*** Opening of GIVEN DATA ***

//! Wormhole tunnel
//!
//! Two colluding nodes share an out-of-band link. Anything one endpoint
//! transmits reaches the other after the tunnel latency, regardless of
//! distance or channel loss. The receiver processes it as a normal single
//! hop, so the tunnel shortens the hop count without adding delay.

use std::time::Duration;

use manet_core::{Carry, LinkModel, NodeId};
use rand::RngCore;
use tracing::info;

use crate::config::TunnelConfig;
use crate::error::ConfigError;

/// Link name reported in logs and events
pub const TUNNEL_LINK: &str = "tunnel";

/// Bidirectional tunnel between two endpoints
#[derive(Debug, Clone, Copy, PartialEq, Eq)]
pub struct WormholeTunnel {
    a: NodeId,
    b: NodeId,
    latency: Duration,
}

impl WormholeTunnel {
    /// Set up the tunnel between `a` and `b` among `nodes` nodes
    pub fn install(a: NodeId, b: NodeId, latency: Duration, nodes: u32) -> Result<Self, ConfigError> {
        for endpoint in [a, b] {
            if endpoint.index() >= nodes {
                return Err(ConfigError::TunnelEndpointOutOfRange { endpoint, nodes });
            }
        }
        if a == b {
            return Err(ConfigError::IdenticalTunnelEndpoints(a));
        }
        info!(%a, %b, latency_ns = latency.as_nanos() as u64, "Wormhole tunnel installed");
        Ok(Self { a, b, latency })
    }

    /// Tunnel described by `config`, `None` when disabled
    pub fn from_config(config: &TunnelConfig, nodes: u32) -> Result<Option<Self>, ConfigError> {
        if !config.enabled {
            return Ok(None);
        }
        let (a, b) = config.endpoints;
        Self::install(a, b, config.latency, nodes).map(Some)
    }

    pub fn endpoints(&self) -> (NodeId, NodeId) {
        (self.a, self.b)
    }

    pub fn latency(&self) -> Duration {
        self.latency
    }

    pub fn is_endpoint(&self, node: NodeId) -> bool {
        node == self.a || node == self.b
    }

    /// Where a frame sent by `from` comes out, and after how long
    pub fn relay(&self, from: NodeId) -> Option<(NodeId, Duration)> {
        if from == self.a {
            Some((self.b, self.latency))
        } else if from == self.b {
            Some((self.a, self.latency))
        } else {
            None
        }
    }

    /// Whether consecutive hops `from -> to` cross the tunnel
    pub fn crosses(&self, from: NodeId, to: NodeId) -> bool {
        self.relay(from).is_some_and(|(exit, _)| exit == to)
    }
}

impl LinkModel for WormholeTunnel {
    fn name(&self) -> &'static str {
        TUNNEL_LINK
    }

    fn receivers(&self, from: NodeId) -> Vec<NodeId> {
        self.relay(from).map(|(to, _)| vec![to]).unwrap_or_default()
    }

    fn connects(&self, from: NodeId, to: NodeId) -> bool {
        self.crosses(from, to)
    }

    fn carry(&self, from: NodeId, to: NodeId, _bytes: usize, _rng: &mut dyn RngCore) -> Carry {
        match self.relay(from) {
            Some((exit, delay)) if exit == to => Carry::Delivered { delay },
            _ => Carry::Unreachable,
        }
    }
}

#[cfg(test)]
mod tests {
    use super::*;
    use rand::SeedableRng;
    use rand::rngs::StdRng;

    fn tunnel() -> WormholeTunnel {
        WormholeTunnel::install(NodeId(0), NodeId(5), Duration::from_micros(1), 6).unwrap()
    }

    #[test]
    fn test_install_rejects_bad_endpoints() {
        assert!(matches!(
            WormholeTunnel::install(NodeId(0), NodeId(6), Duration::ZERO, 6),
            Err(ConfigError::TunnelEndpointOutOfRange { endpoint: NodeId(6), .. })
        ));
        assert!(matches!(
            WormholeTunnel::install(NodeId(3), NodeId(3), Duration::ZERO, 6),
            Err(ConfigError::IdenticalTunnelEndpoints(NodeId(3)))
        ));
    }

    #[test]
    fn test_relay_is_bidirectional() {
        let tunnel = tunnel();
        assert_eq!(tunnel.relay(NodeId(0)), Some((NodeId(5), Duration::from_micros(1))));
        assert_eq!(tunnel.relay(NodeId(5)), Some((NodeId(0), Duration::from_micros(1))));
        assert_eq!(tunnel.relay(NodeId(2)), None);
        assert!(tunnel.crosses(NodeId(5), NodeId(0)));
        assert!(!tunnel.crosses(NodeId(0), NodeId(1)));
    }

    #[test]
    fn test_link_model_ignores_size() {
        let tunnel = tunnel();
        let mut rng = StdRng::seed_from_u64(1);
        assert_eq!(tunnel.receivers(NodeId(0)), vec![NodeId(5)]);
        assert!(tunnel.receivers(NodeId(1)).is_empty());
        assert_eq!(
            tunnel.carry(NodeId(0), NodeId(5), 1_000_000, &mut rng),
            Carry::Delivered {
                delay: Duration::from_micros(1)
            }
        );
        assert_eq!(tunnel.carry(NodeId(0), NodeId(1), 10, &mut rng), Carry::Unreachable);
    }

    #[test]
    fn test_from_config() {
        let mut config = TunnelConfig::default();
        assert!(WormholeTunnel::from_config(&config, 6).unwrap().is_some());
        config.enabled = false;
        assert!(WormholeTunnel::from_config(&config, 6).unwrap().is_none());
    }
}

*** Close of GIVEN DATA ***

§ **EXERCISE OBJECTIVE**
Please copy out each entry exactly as it appears above.

§ **FINISHED EXERCISE**
//! Wormhole tunnel
//!
//! Two colluding nodes share an out-of-band link. Anything one endpoint
//! transmits reaches the other after the tunnel latency, regardless of
//! distance or channel loss. The receiver processes it as a normal single
//! hop, so the tunnel shortens the hop count without adding delay.

use std::time::Duration;

use manet_core::{Carry, LinkModel, NodeId};
use rand::RngCore;
use tracing::info;

use crate::config::TunnelConfig;
use crate::error::ConfigError;

/// Link name reported in logs and events
pub const TUNNEL_LINK: &str = "tunnel";

/// Bidirectional tunnel between two endpoints
#[derive(Debug, Clone, Copy, PartialEq, Eq)]
pub struct WormholeTunnel {
    a: NodeId,
    b: NodeId,
    latency: Duration,
}

impl WormholeTunnel {
    /// Set up the tunnel between `a` and `b` among `nodes` nodes
    pub fn install(a: NodeId, b: NodeId, latency: Duration, nodes: u32) -> Result<Self, ConfigError> {
        for endpoint in [a, b] {
            if endpoint.index() >= nodes {
                return Err(ConfigError::TunnelEndpointOutOfRange { endpoint, nodes });
            }
        }
        if a == b {
            return Err(ConfigError::IdenticalTunnelEndpoints(a));
        }
        info!(%a, %b, latency_ns = latency.as_nanos() as u64, "Wormhole tunnel installed");
        Ok(Self { a, b, latency })
    }

    /// Tunnel described by `config`, `None` when disabled
    pub fn from_config(config: &TunnelConfig, nodes: u32) -> Result<Option<Self>, ConfigError> {
        if !config.enabled {
            return Ok(None);
        }
        let (a, b) = config.endpoints;
        Self::install(a, b, config.latency, nodes).map(Some)
    }

    pub fn endpoints(&self) -> (NodeId, NodeId) {
        (self.a, self.b)
    }

    pub fn latency(&self) -> Duration {
        self.latency
    }

    pub fn is_endpoint(&self, node: NodeId) -> bool {
        node == self.a || node == self.b
    }

    /// Where a frame sent by `from` comes out, and after how long
    pub fn relay(&self, from: NodeId) -> Option<(NodeId, Duration)> {
        if from == self.a {
            Some((self.b, self.latency))
        } else if from == self.b {
            Some((self.a, self.latency))
        } else {
            None
        }
    }

    /// Whether consecutive hops `from -> to` cross the tunnel
    pub fn crosses(&self, from: NodeId, to: NodeId) -> bool {
        self.relay(from).is_some_and(|(exit, _)| exit == to)
    }
}

impl LinkModel for WormholeTunnel {
    fn name(&self) -> &'static str {
        TUNNEL_LINK
    }

    fn receivers(&self, from: NodeId) -> Vec<NodeId> {
        self.relay(from).map(|(to, _)| vec![to]).unwrap_or_default()
    }

    fn connects(&self, from: NodeId, to: NodeId) -> bool {
        self.crosses(from, to)
    }

    fn carry(&self, from: NodeId, to: NodeId, _bytes: usize, _rng: &mut dyn RngCore) -> Carry {
        match self.relay(from) {
            Some((exit, delay)) if exit == to => Carry::Delivered { delay },
            _ => Carry::Unreachable,
        }
    }
}

#[cfg(test)]
mod tests {
    use super::*;
    use rand::SeedableRng;
    use rand::rngs::StdRng;

    fn tunnel() -> WormholeTunnel {
        WormholeTunnel::install(NodeId(0), NodeId(5), Duration::from_micros(1), 6).unwrap()
    }

    #[test]
    fn test_install_rejects_bad_endpoints() {
        assert!(matches!(
            WormholeTunnel::install(NodeId(0), NodeId(6), Duration::ZERO, 6),
            Err(ConfigError::TunnelEndpointOutOfRange { endpoint: NodeId(6), .. })
        ));
        assert!(matches!(
            WormholeTunnel::install(NodeId(3), NodeId(3), Duration::ZERO, 6),
            Err(ConfigError::IdenticalTunnelEndpoints(NodeId(3)))
        ));
    }

    #[test]
    fn test_relay_is_bidirectional() {
        let tunnel = tunnel();
        assert_eq!(tunnel.relay(NodeId(0)), Some((NodeId(5), Duration::from_micros(1))));
        assert_eq!(tunnel.relay(NodeId(5)), Some((NodeId(0), Duration::from_micros(1))));
        assert_eq!(tunnel.relay(NodeId(2)), None);
        assert!(tunnel.crosses(NodeId(5), NodeId(0)));
        assert!(!tunnel.crosses(NodeId(0), NodeId(1)));
    }

    #[test]
    fn test_link_model_ignores_size() {
        let tunnel = tunnel();
        let mut rng = StdRng::seed_from_u64(1);
        assert_eq!(tunnel.receivers(NodeId(0)), vec![NodeId(5)]);
        assert!(tunnel.receivers(NodeId(1)).is_empty());
        assert_eq!(
            tunnel.carry(NodeId(0), NodeId(5), 1_000_000, &mut rng),
            Carry::Delivered {
                delay: Duration::from_micros(1)
            }
        );
        assert_eq!(tunnel.carry(NodeId(0), NodeId(1), 10, &mut rng), Carry::Unreachable);
    }

    #[test]
    fn test_from_config() {
        let mut config = TunnelConfig::default();
        assert!(WormholeTunnel::from_config(&config, 6).unwrap().is_some());
        config.enabled = false;
        assert!(WormholeTunnel::from_config(&config, 6).unwrap().is_none());
    }
}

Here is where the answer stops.